(Task input begins)

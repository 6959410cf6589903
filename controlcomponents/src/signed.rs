use crate::*;
use ed25519_dalek::ExpandedSecretKey;
use ed25519_dalek::PublicKey;
use ed25519_dalek::SecretKey;
use ed25519_dalek::Signature;
use serde::Serialize;
use std::collections::BTreeMap;
use std::ops::Deref;

/// A payload that a node signs before sending it
pub trait Signable: Serialize {
    fn as_bytes(&self) -> Result<Vec<u8>, Error> {
        Ok(serde_cbor::to_vec(&self)?)
    }
}

/// A generic signed payload
#[derive(Serialize, Deserialize, Debug, Clone)]
pub struct Signed<T: Signable> {
    pub payload: T,

    #[serde(with = "EdPublicKeyHex")]
    pub signer: PublicKey,

    #[serde(with = "EdSignatureHex")]
    pub sig: Signature,
}

impl<T: Signable> Signed<T> {
    /// Sign a payload, producing a Signed<T>
    pub fn sign(secret: &SecretKey, payload: T) -> Result<Self, Error> {
        let public_key = PublicKey::from(secret);
        let serialized = payload.as_bytes()?;

        let expanded: ExpandedSecretKey = secret.into();
        let signature = expanded.sign(&serialized, &public_key);

        Ok(Signed {
            payload,
            signer: public_key,
            sig: signature,
        })
    }

    /// Verify the signature against the key we expect the signer to hold
    pub fn verify_signature(&self, expected: &PublicKey) -> Result<(), ValidationError> {
        if &self.signer != expected {
            return Err(ValidationError::UnexpectedSigner);
        }
        let serialized = self
            .payload
            .as_bytes()
            .map_err(|e| ValidationError::InvalidEncoding(e.to_string()))?;
        Ok(expected.verify_strict(&serialized, &self.sig)?)
    }

    /// Get the inner unsigned payload
    pub fn inner(&self) -> &T {
        &self.payload
    }

    pub fn into_inner(self) -> T {
        self.payload
    }
}

impl<T: Signable> AsRef<T> for Signed<T> {
    fn as_ref(&self) -> &T {
        &self.payload
    }
}

impl<T: Signable> Deref for Signed<T> {
    type Target = T;

    fn deref(&self) -> &Self::Target {
        &self.payload
    }
}

/// Signing public keys of every node, standing in for the nodes' certificates
#[derive(Serialize, Deserialize, Clone, Debug, Default, PartialEq, Eq)]
pub struct NodeDirectory {
    keys: BTreeMap<u8, NodeKey>,
}

#[derive(Serialize, Deserialize, Clone, Debug, PartialEq, Eq)]
struct NodeKey(#[serde(with = "EdPublicKeyHex")] PublicKey);

impl NodeDirectory {
    pub fn insert(&mut self, node_id: u8, public_key: PublicKey) {
        self.keys.insert(node_id, NodeKey(public_key));
    }

    pub fn get(&self, node_id: u8) -> Result<&PublicKey, ValidationError> {
        self.keys
            .get(&node_id)
            .map(|key| &key.0)
            .ok_or(ValidationError::UnknownNode(node_id))
    }

    pub fn len(&self) -> usize {
        self.keys.len()
    }

    pub fn is_empty(&self) -> bool {
        self.keys.is_empty()
    }
}

#[cfg(test)]
mod tests {
    use super::*;

    #[derive(Serialize, Deserialize, Clone, Debug, PartialEq)]
    struct Greeting {
        text: String,
    }

    impl Signable for Greeting {}

    #[test]
    fn test_sign_and_verify() {
        let (secret, public) = generate_keypair();
        let (_other_secret, other_public) = generate_keypair();

        let signed = Signed::sign(
            &secret,
            Greeting {
                text: "hello".to_owned(),
            },
        )
        .unwrap();
        assert!(signed.verify_signature(&public).is_ok());
        assert!(signed.verify_signature(&other_public).is_err());
        assert_eq!(signed.text, "hello");

        // Tampering breaks the signature
        let mut tampered = signed.clone();
        tampered.payload.text = "goodbye".to_owned();
        assert!(tampered.verify_signature(&public).is_err());

        // Survives a JSON round trip
        let json = serde_json::to_string(&signed).unwrap();
        let decoded: Signed<Greeting> = serde_json::from_str(&json).unwrap();
        assert!(decoded.verify_signature(&public).is_ok());
    }

    #[test]
    fn test_node_directory() {
        let (_secret, public) = generate_keypair();
        let mut directory = NodeDirectory::default();
        directory.insert(1, public);

        assert_eq!(directory.get(1).unwrap(), &public);
        assert!(matches!(directory.get(2), Err(ValidationError::UnknownNode(2))));

        let json = serde_json::to_string(&directory).unwrap();
        assert_eq!(json, format!("{{\"keys\":{{\"1\":\"{}\"}}}}", hex::encode(public.as_bytes())));
        assert_eq!(serde_json::from_str::<NodeDirectory>(&json).unwrap(), directory);
    }
}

(Task input ends)

Show the lines above with "struct".

Written solution:
pub struct Signed<T: Signable> {
pub struct NodeDirectory {
struct NodeKey(#[serde(with = "EdPublicKeyHex")] PublicKey);
    struct Greeting {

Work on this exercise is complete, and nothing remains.